The sequences of the present invention are also valuable for chromosome 
identification. The sequence is specifically targeted to and can hybridize with a 
particular location on an individual human chromosome. Moreover, there is a 
current need for identifying particular sites on the chromosome. Few chromosome 
marking reagents based on actual sequence data (repeat polymorphisms) are 
presently available for marking chromosomal location.

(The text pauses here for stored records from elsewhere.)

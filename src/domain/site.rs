use serde::{Deserialize, Serialize};

/// Who the portfolio belongs to and where visitors can reach them.
#[derive(Debug, Clone, PartialEq, Serialize, Deserialize)]
#[serde(default)]
pub struct SiteProfile {
    pub owner_name: String,
    pub role: String,
    pub summary: String,
    pub email: String,
    pub linkedin_url: String,
    pub github_url: String,
}

impl Default for SiteProfile {
    fn default() -> Self {
        Self {
            owner_name: "Dhanuja".to_string(),
            role: "Data Analyst".to_string(),
            summary: "Data Analyst specializing in transforming complex datasets into actionable insights."
                .to_string(),
            email: "dhanuja@example.com".to_string(),
            linkedin_url: "https://linkedin.com".to_string(),
            github_url: "https://github.com".to_string(),
        }
    }
}

impl SiteProfile {
    pub fn mailto(&self) -> String {
        format!("mailto:{}", self.email)
    }
}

The mapping of DNAs to 
chromosomes according to the present invention is an important first step in 
correlating those sequences with genes associated with disease. 

Briefly, sequences can be mapped to chromosomes by preparing PCR 
primers (preferably 15-25 bp) from the cDNA. Computer analysis of the 3' 
untranslated region of the gene is used to rapidly select primers that do not span 
more than one exon in the genomic DNA, thus complicating the amplification 
process. These primers are then used for PCR screening of somatic cell hybrids 
containing individual human chromosomes. Only those hybrids containing the 
human gene corresponding to the primer will yield an amplified fragment. 

PCR mapping of somatic cell hybrids is a rapid procedure for assigning a 
particular DN A to a particular chromosome. Using the present invention with the 
same oligonucleotide primers, sublocalization can be achieved with panels of 
fragments from specific chromosomes or pools of large genomic clones in an 
analogous manner. Other mapping strategies that can similarly be used to map to its 
chromosome include in situ hybridization, prescreening with labeled flow-sorted 
chromosomes and preselection by hybridization to construct chromosome specific- 
cDNA libraries. 

Fluorescence in situ hybridization (FISH) of a cDNA clone to a metaphase 
chromosomal spread can be used to provide a precise chromosomal location in one 
step. This technique can be used with cDNA having at least 50 or 60 bases. For a 
review of this technique, see Verma et al., Human Chromosomes: a Manual of 
Basic Techniques, Pergamon Press, New York (1988). 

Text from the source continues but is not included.